Del Norte County Jail Roster Lookup, CA, Inmate Search (2024)

What is Bail?

Bail is what the arrested in Del Norte County must pay or do to stay out of jail until the first court appearance.

The agreement to bail acts as a promise that the arrested will return to court for court dates and trial. Bail usually refers to a dollar amount, but bail can also mean something that has to be done, or a condition such as reporting to an officer of the court, a curfew, restraining orders or attending a treatment program.

Bail is usually a significant enough amount of money and/or condition that the person will be negatively impacted and has incentive to return to court and not flee. A flight risk usually means that the person would flee the area, and not necessary that they are going to take an airplane.

If a judge in Del Norte County feels that the arrested will return to court for further proceedings, the arrested could be released under a conditional release without needing to pay bail money. This is called Released on Own Recognizance, or ROR.

Conditions for ROR might be to obey all court orders and laws, maintain contact with the lawyer, report changes in residence or have no contact with the victim. Family support will show the court that there are people who will make sure that the defendant makes it to court.

If the judge or bail schedule determines that the defendant would be a danger to the public if they were released, bail can be denied, and the person will be detained in the Del Norte County Jail until the case is resolved or goes to trial.

In California, bail can be denied under the following circ*mstances:

Capital crimes as with murder, acts of violence or threats to another when the evidence given supports the likelihood that the arrested committed the crime or will act upon the threats. Bail can also be denied if terms of parole, mandatory supervision, post-release orders or felony parole are violated.

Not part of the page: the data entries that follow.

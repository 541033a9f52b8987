use serde::{Deserialize, Serialize};
use serde_json::{Map, Value};

use crate::error::ValueError;

/// Before/after snapshot recorded with an audit-log row.
#[derive(Debug, Clone, PartialEq, Default, Serialize, Deserialize)]
pub struct AuditPayload {
    #[serde(default, skip_serializing_if = "Option::is_none")]
    pub before: Option<Map<String, Value>>,
    #[serde(default, skip_serializing_if = "Option::is_none")]
    pub after: Option<Map<String, Value>>,
}

impl AuditPayload {
    #[must_use]
    pub const fn changed(before: Map<String, Value>, after: Map<String, Value>) -> Self {
        Self {
            before: Some(before),
            after: Some(after),
        }
    }

    /// ## Summary
    /// Builds a payload from any serializable snapshots.
    ///
    /// ## Errors
    /// Returns an error when a snapshot does not serialize to a JSON object.
    pub fn from_snapshots<T: Serialize>(
        before: Option<&T>,
        after: Option<&T>,
    ) -> Result<Self, ValueError> {
        Ok(Self {
            before: before.map(to_object).transpose()?,
            after: after.map(to_object).transpose()?,
        })
    }
}

fn to_object<T: Serialize>(value: &T) -> Result<Map<String, Value>, ValueError> {
    match serde_json::to_value(value)? {
        Value::Object(map) => Ok(map),
        other => Err(ValueError::Json(serde::ser::Error::custom(format!(
            "audit snapshot must be an object, got {other}"
        )))),
    }
}
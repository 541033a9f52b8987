use salvo::{Router, handler};

#[handler]
async fn hello() -> &'static str {
    "OK"
}

#[must_use]
pub fn routes() -> Router {
    Router::with_path("healthcheck").get(hello)
}
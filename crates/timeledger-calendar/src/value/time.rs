//! Wall-clock and weekday helpers shared by the schedule model.

use chrono::{NaiveTime, Weekday};
use serde::{Deserialize, Serialize};

use crate::error::ValueError;

/// ## Summary
/// Parses a wall-clock time in `HH:MM:SS` or `HH:MM` form.
///
/// ## Errors
/// Returns `ValueError::InvalidTime` when neither form matches.
pub fn parse_wall_clock(value: &str) -> Result<NaiveTime, ValueError> {
    let value = value.trim();
    NaiveTime::parse_from_str(value, "%H:%M:%S")
        .or_else(|_e| NaiveTime::parse_from_str(value, "%H:%M"))
        .map_err(|_e| ValueError::InvalidTime(value.to_string()))
}

/// ## Summary
/// Maps an ISO weekday number (Monday = 1 .. Sunday = 7) to a `Weekday`.
///
/// ## Errors
/// Returns `ValueError::InvalidWeekday` outside `1..=7`.
pub fn weekday_from_iso(number: i64) -> Result<Weekday, ValueError> {
    match number {
        1 => Ok(Weekday::Mon),
        2 => Ok(Weekday::Tue),
        3 => Ok(Weekday::Wed),
        4 => Ok(Weekday::Thu),
        5 => Ok(Weekday::Fri),
        6 => Ok(Weekday::Sat),
        7 => Ok(Weekday::Sun),
        other => Err(ValueError::InvalidWeekday(other)),
    }
}

#[must_use]
pub fn iso_number(weekday: Weekday) -> u8 {
    // number_from_monday is 1..=7, which always fits
    u8::try_from(weekday.number_from_monday()).unwrap_or(u8::MAX)
}

/// Half-open wall-clock interval `[start, end)`.
#[derive(Debug, Clone, Copy, PartialEq, Eq, Hash, PartialOrd, Ord, Serialize, Deserialize)]
pub struct TimeSlot {
    #[serde(with = "wall_clock")]
    pub start: NaiveTime,
    #[serde(with = "wall_clock")]
    pub end: NaiveTime,
}

impl TimeSlot {
    #[must_use]
    pub const fn new(start: NaiveTime, end: NaiveTime) -> Self {
        Self { start, end }
    }

    /// Whether `start` is strictly before `end`.
    #[must_use]
    pub fn is_valid(&self) -> bool {
        self.start < self.end
    }

    /// ## Summary
    /// Two slots overlap when they share any instant. Slots that only touch
    /// (`a.end == b.start`) do not overlap.
    #[must_use]
    pub fn overlaps(&self, other: &Self) -> bool {
        self.start < other.end && other.start < self.end
    }
}

/// Serde adapter writing `NaiveTime` as `HH:MM:SS`.
pub mod wall_clock {
    use chrono::NaiveTime;
    use serde::{Deserialize, Deserializer, Serializer};

    use timeledger_core::constants::TIME_FORMAT;

    /// ## Errors
    /// Propagates serializer failures.
    pub fn serialize<S: Serializer>(time: &NaiveTime, serializer: S) -> Result<S::Ok, S::Error> {
        serializer.collect_str(&time.format(TIME_FORMAT))
    }

    /// ## Errors
    /// Fails when the string is not a wall-clock time.
    pub fn deserialize<'de, D: Deserializer<'de>>(deserializer: D) -> Result<NaiveTime, D::Error> {
        let text = String::deserialize(deserializer)?;
        super::parse_wall_clock(&text).map_err(serde::de::Error::custom)
    }
}

/// Serde adapter for optional wall-clock times; empty strings read as `None`.
pub mod wall_clock_opt {
    use chrono::NaiveTime;
    use serde::{Deserialize, Deserializer, Serializer};

    use timeledger_core::constants::TIME_FORMAT;

    /// ## Errors
    /// Propagates serializer failures.
    pub fn serialize<S: Serializer>(
        time: &Option<NaiveTime>,
        serializer: S,
    ) -> Result<S::Ok, S::Error> {
        match time {
            Some(time) => serializer.collect_str(&time.format(TIME_FORMAT)),
            None => serializer.serialize_none(),
        }
    }

    /// ## Errors
    /// Fails when a non-empty string is not a wall-clock time.
    pub fn deserialize<'de, D: Deserializer<'de>>(
        deserializer: D,
    ) -> Result<Option<NaiveTime>, D::Error> {
        match Option::<String>::deserialize(deserializer)? {
            Some(text) if !text.trim().is_empty() => super::parse_wall_clock(&text)
                .map(Some)
                .map_err(serde::de::Error::custom),
            _ => Ok(None),
        }
    }
}

/// Serde adapter writing `Weekday` as its ISO number.
pub mod iso_weekday {
    use chrono::Weekday;
    use serde::{Deserialize, Deserializer, Serializer};

    /// ## Errors
    /// Propagates serializer failures.
    pub fn serialize<S: Serializer>(weekday: &Weekday, serializer: S) -> Result<S::Ok, S::Error> {
        serializer.serialize_u8(super::iso_number(*weekday))
    }

    /// ## Errors
    /// Fails outside `1..=7`.
    pub fn deserialize<'de, D: Deserializer<'de>>(deserializer: D) -> Result<Weekday, D::Error> {
        let number = i64::deserialize(deserializer)?;
        super::weekday_from_iso(number).map_err(serde::de::Error::custom)
    }
}
//! Rule and exception administration.
//!
//! [`AdminService`] runs the validated writes behind the admin routes: rule
//! creation and edits, exception requests and their review, and the
//! single/future/all edits of a recurring rule. Every write leaves an audit
//! entry naming its actor.

mod recurrence;
mod review;

pub use recurrence::{
    AffectedSessions, EditMode, RecurrenceEdit, RecurrenceEditResult, affected_dates,
};
pub use review::{ConflictKind, ReviewAction, ReviewDecision, SlotConflict, find_conflicts};

use std::sync::Arc;

use chrono::{DateTime, NaiveDate, Utc};
use chrono_tz::Tz;
use serde::Serialize;
use serde_json::{Map, Value};

use timeledger_calendar::error::{CalendarError, ValueError};
use timeledger_calendar::expand::resolve_timezone;
use timeledger_calendar::model::{Center, ExceptionStatus, ScheduleException, ScheduleRule};
use timeledger_calendar::value::AuditPayload;
use timeledger_core::config::ScheduleConfig;
use timeledger_core::types::{CenterId, ExceptionId, RuleId};
use timeledger_db::admin::{AuditEntry, ScheduleAdmin};
use timeledger_db::repository::{Entity, ListFilter, Page};

use crate::error::{ServiceError, ServiceResult};
use crate::schedule::service::{center_timezone, fetch_failed};
use crate::validate;

/// Validated writes for rules and exceptions over one admin store.
#[derive(Clone)]
pub struct AdminService {
    admin: Arc<dyn ScheduleAdmin>,
    default_timezone: Tz,
    max_window_days: u32,
}

/// ## Summary
/// Serializes `value` as a JSON object.
fn to_object<T: Serialize>(value: &T) -> ServiceResult<Map<String, Value>> {
    match serde_json::to_value(value).map_err(|e| CalendarError::Value(ValueError::from(e)))? {
        Value::Object(map) => Ok(map),
        _ => Ok(Map::new()),
    }
}

/// ## Summary
/// Patch carrying only `keys` of `rule`, in its stored JSON form.
fn rule_patch(rule: &ScheduleRule, keys: &[&str]) -> ServiceResult<Map<String, Value>> {
    let mut document = to_object(rule)?;
    document.retain(|key, _| keys.contains(&key.as_str()));
    Ok(document)
}

fn audit_entry<E: Entity>(
    actor: &str,
    action: &str,
    before: Option<&E>,
    after: &E,
) -> ServiceResult<AuditEntry> {
    let payload =
        AuditPayload::from_snapshots(before, Some(after)).map_err(CalendarError::from)?;
    Ok(AuditEntry {
        center_id: after.center_id(),
        actor: actor.to_string(),
        action: action.to_string(),
        target_type: E::TABLE_NAME,
        target_id: Some(after.id()),
        payload,
    })
}

impl AdminService {
    /// ## Summary
    /// Creates a service over `admin`.
    ///
    /// ## Errors
    /// Returns `InvalidConfiguration` when the default timezone is not a known
    /// IANA name.
    pub fn new(admin: Arc<dyn ScheduleAdmin>, config: &ScheduleConfig) -> ServiceResult<Self> {
        let default_timezone = resolve_timezone(&config.default_timezone)
            .map_err(|e| ServiceError::InvalidConfiguration(e.to_string()))?;

        Ok(Self {
            admin,
            default_timezone,
            max_window_days: config.max_window_days,
        })
    }

    async fn center(&self, center_id: CenterId) -> ServiceResult<Center> {
        self.admin
            .load_center(center_id)
            .await
            .map_err(fetch_failed)?
            .ok_or_else(|| ServiceError::NotFound(format!("center {center_id}")))
    }

    async fn rule(&self, rule_id: RuleId) -> ServiceResult<ScheduleRule> {
        self.admin
            .rule_repo()
            .get_by_id(rule_id)
            .await?
            .ok_or_else(|| ServiceError::NotFound(format!("rule {rule_id}")))
    }

    async fn exception(&self, exception_id: ExceptionId) -> ServiceResult<ScheduleException> {
        self.admin
            .exception_repo()
            .get_by_id(exception_id)
            .await?
            .ok_or_else(|| ServiceError::NotFound(format!("exception {exception_id}")))
    }

    /// ## Summary
    /// The center-local date at `now`.
    fn local_date(&self, center: &Center, now: DateTime<Utc>) -> NaiveDate {
        now.with_timezone(&center_timezone(center, self.default_timezone))
            .date_naive()
    }

    /// ## Summary
    /// Validates and stores a new rule for `center_id`.
    ///
    /// ## Side Effects
    /// Inserts the rule and a `rule.create` audit entry.
    ///
    /// ## Errors
    /// Returns a validation error when the rule names another center, plus
    /// everything [`validate::create_rule`] returns.
    #[tracing::instrument(skip(self, rule))]
    pub async fn create_rule(
        &self,
        center_id: CenterId,
        rule: ScheduleRule,
        actor: &str,
    ) -> ServiceResult<ScheduleRule> {
        if rule.center_id != center_id {
            return Err(ServiceError::validation(format!(
                "rule belongs to center {}, not {center_id}",
                rule.center_id
            )));
        }

        let created =
            validate::create_rule(self.admin.rule_repo(), self.admin.offering_repo(), rule).await?;
        self.admin
            .record_audit(audit_entry(actor, "rule.create", None, &created)?)
            .await?;

        tracing::info!(rule_id = created.id, "Rule created");
        Ok(created)
    }

    /// ## Summary
    /// Applies `patch` to rule `rule_id` after validating the result.
    ///
    /// ## Side Effects
    /// Updates the rule and records a `rule.update` audit entry with the
    /// before and after snapshots.
    ///
    /// ## Errors
    /// Same as [`validate::update_rule`].
    #[tracing::instrument(skip(self, patch))]
    pub async fn update_rule(
        &self,
        rule_id: RuleId,
        patch: Map<String, Value>,
        actor: &str,
    ) -> ServiceResult<ScheduleRule> {
        let before = self.rule(rule_id).await?;
        let updated = validate::update_rule(
            self.admin.rule_repo(),
            self.admin.offering_repo(),
            rule_id,
            patch,
        )
        .await?;
        self.admin
            .record_audit(audit_entry(actor, "rule.update", Some(&before), &updated)?)
            .await?;

        Ok(updated)
    }

    /// ## Summary
    /// Files an exception request for `center_id`. Requests always start
    /// `PENDING`, whatever status the caller sent.
    ///
    /// ## Side Effects
    /// Inserts the exception and an `exception.create` audit entry.
    ///
    /// ## Errors
    /// Returns `NotFound` for an unknown center, plus everything
    /// [`validate::create_exception`] returns.
    #[tracing::instrument(skip(self, exception), fields(date = %exception.date, kind = exception.kind.as_str()))]
    pub async fn request_exception(
        &self,
        center_id: CenterId,
        mut exception: ScheduleException,
        now: DateTime<Utc>,
        actor: &str,
    ) -> ServiceResult<ScheduleException> {
        let center = self.center(center_id).await?;
        exception.status = ExceptionStatus::Pending;

        let created = validate::create_exception(
            self.admin.rule_repo(),
            self.admin.exception_repo(),
            &center,
            exception,
            self.local_date(&center, now),
            now,
        )
        .await?;
        self.admin
            .record_audit(audit_entry(actor, "exception.create", None, &created)?)
            .await?;

        tracing::info!(exception_id = created.id, "Exception requested");
        Ok(created)
    }

    /// ## Summary
    /// Lists the exceptions of a center in id order, optionally only those in
    /// `status`.
    ///
    /// ## Errors
    /// Returns the repository's error.
    pub async fn list_exceptions(
        &self,
        center_id: CenterId,
        status: Option<ExceptionStatus>,
        page: Page,
    ) -> ServiceResult<Vec<ScheduleException>> {
        let exceptions = self
            .admin
            .exception_repo()
            .list(ListFilter::center(center_id), Page::unbounded())
            .await?;

        Ok(exceptions
            .into_iter()
            .filter(|exception| status.is_none_or(|status| exception.status == status))
            .skip(page.offset)
            .take(page.limit)
            .collect())
    }

    /// ## Summary
    /// Dates a repeating exception covers, starting from its own date.
    ///
    /// ## Errors
    /// Returns `NotFound` for an unknown exception, a validation error when
    /// it carries no recurrence, or `CalendarError::Value` when the
    /// recurrence cannot be expanded.
    pub async fn recurrence_dates(
        &self,
        exception_id: ExceptionId,
        limit: u16,
    ) -> ServiceResult<Vec<NaiveDate>> {
        let exception = self.exception(exception_id).await?;
        let Some(recurrence) = &exception.recurrence else {
            return Err(ServiceError::validation(format!(
                "exception {exception_id} does not repeat"
            )));
        };

        Ok(recurrence
            .preview(exception.date, limit)
            .map_err(CalendarError::from)?)
    }
}
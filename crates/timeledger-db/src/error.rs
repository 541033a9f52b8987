use thiserror::Error;

use timeledger_calendar::error::ValueError;

/// Database layer errors
#[derive(Error, Debug)]
pub enum DbError {
    #[error("Database error: {0}")]
    DatabaseError(#[from] diesel::result::Error),

    #[error("Pool error: {0}")]
    PoolError(#[from] diesel_async::pooled_connection::bb8::RunError),

    #[error("Migration error: {0}")]
    MigrationError(String),

    #[error("Row mapping error in {table}: {message}")]
    MappingError {
        table: &'static str,
        message: String,
    },

    #[error("{table} {id} not found")]
    NotFound { table: &'static str, id: u64 },

    #[error(transparent)]
    ValueError(#[from] ValueError),
}

impl DbError {
    pub(crate) fn mapping(table: &'static str, message: impl Into<String>) -> Self {
        Self::MappingError {
            table,
            message: message.into(),
        }
    }
}

pub type DbResult<T> = std::result::Result<T, DbError>;
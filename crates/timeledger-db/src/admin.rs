//! Write-side contract behind rule and exception administration.
//!
//! Single-record writes go through the per-entity [`Repository`] accessors.
//! Writes that must land together with their audit entry, such as a review
//! decision or a rule split, get a dedicated method so each store can make
//! them atomic.

use chrono::NaiveDate;
use futures::future::BoxFuture;

use timeledger_calendar::model::{ExceptionStatus, Offering, ScheduleException, ScheduleRule};
use timeledger_calendar::store::ScheduleStore;
use timeledger_calendar::value::AuditPayload;
use timeledger_core::types::{CenterId, ExceptionId, RuleId};

use crate::error::DbResult;
use crate::repository::Repository;

/// One audit-log entry.
#[derive(Debug, Clone, PartialEq)]
pub struct AuditEntry {
    pub center_id: CenterId,
    pub actor: String,
    pub action: String,
    pub target_type: &'static str,
    pub target_id: Option<u64>,
    pub payload: AuditPayload,
}

pub trait ScheduleAdmin: ScheduleStore {
    fn offering_repo(&self) -> &dyn Repository<Offering>;

    fn rule_repo(&self) -> &dyn Repository<ScheduleRule>;

    fn exception_repo(&self) -> &dyn Repository<ScheduleException>;

    fn record_audit(&self, entry: AuditEntry) -> BoxFuture<'_, DbResult<()>>;

    /// ## Summary
    /// Moves an exception from `from` to `to` and records `audit` in the same
    /// write.
    ///
    /// Returns `None` when the exception does not exist or is no longer in
    /// `from`; nothing is written in that case.
    fn transition_exception(
        &self,
        id: ExceptionId,
        from: ExceptionStatus,
        to: ExceptionStatus,
        audit: AuditEntry,
    ) -> BoxFuture<'_, DbResult<Option<ScheduleException>>>;

    /// ## Summary
    /// Ends rule `rule_id` on `last_date`, stores `successor` and records
    /// `audit`, all in one write. Returns the truncated rule and the stored
    /// successor.
    ///
    /// ## Errors
    /// Returns `NotFound` for an unknown rule.
    fn split_rule(
        &self,
        rule_id: RuleId,
        last_date: NaiveDate,
        successor: ScheduleRule,
        audit: AuditEntry,
    ) -> BoxFuture<'_, DbResult<(ScheduleRule, ScheduleRule)>>;
}

pub const HOLIDAY_IMPORT_ACTOR: &str = "holiday-import";

/// ## Summary
/// Audit entry for one bulk holiday import, counting what was created and
/// what was skipped.
///
/// ## Errors
/// Returns an error if the snapshot cannot be encoded.
pub(crate) fn holiday_import_entry(
    center_id: CenterId,
    requested: usize,
    created: usize,
) -> DbResult<AuditEntry> {
    let snapshot = serde_json::json!({
        "requested_count": requested,
        "created_count": created,
        "skipped_count": requested.saturating_sub(created),
    });

    Ok(AuditEntry {
        center_id,
        actor: HOLIDAY_IMPORT_ACTOR.to_string(),
        action: "holiday.bulk_create".to_string(),
        target_type: "center_holidays",
        target_id: None,
        payload: AuditPayload::from_snapshots(None, Some(&snapshot))?,
    })
}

What is the difference between Bail and Bond?

Bail and bond are used interchangeably to mean the same thing but technically, they are different.

The bail is the amount to be paid and a bond is a signed document promising payment of the bail amount with certain conditions.

Think of a bond as a loan to pay for the bail.

The bond payment is always written to the court in your municipality, Del Norte County or district directly and does not go through the defendant. Chances of obtaining a bond from a bond company or clerk of court are better if family is involved.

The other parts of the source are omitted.